• **DIRECTIONS**
Where does the word "const" occur in the entries below? Copy every line that has it.

Top of INPUT MATERIAL

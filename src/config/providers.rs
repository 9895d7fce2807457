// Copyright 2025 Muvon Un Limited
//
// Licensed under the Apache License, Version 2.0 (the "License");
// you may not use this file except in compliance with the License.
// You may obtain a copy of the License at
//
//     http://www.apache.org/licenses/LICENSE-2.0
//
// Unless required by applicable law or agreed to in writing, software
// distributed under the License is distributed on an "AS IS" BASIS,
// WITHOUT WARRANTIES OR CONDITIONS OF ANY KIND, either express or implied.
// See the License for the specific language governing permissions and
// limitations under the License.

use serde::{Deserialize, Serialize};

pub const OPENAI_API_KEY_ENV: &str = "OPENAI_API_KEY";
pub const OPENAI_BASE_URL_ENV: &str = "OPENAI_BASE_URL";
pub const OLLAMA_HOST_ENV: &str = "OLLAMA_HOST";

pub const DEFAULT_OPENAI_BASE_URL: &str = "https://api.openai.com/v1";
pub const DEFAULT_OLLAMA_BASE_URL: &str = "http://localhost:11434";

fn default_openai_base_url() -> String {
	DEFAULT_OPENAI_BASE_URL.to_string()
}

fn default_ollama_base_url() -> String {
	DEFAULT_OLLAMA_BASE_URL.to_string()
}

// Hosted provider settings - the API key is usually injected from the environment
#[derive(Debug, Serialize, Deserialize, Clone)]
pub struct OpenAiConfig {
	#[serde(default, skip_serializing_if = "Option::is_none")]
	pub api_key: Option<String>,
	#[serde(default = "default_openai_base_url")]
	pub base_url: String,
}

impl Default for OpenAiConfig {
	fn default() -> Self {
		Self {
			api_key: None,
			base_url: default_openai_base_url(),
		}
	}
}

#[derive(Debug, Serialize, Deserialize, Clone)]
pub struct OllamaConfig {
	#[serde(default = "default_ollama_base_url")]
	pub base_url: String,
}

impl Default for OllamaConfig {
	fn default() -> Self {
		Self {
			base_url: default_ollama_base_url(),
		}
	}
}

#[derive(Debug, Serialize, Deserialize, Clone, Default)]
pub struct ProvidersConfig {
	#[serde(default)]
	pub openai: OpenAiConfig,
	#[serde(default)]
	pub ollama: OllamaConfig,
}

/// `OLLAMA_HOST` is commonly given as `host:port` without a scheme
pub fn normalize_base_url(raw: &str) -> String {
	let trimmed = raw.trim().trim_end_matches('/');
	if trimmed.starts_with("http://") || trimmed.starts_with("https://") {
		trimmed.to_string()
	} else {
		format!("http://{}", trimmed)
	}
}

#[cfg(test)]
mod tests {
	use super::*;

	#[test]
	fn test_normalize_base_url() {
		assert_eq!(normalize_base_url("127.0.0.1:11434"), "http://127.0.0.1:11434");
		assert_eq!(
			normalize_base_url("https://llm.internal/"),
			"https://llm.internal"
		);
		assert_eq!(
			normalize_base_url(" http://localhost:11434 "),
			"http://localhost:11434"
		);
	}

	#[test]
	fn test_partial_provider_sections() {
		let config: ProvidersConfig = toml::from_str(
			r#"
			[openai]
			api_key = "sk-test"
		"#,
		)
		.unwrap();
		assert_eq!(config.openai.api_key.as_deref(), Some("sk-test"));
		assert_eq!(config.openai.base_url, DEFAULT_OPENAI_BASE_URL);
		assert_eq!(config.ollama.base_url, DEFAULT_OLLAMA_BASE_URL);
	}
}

Bottom of INPUT MATERIAL

• **COMPLETED EXERCISE**
pub const OPENAI_API_KEY_ENV: &str = "OPENAI_API_KEY";
pub const OPENAI_BASE_URL_ENV: &str = "OPENAI_BASE_URL";
pub const OLLAMA_HOST_ENV: &str = "OLLAMA_HOST";
pub const DEFAULT_OPENAI_BASE_URL: &str = "https://api.openai.com/v1";
pub const DEFAULT_OLLAMA_BASE_URL: &str = "http://localhost:11434";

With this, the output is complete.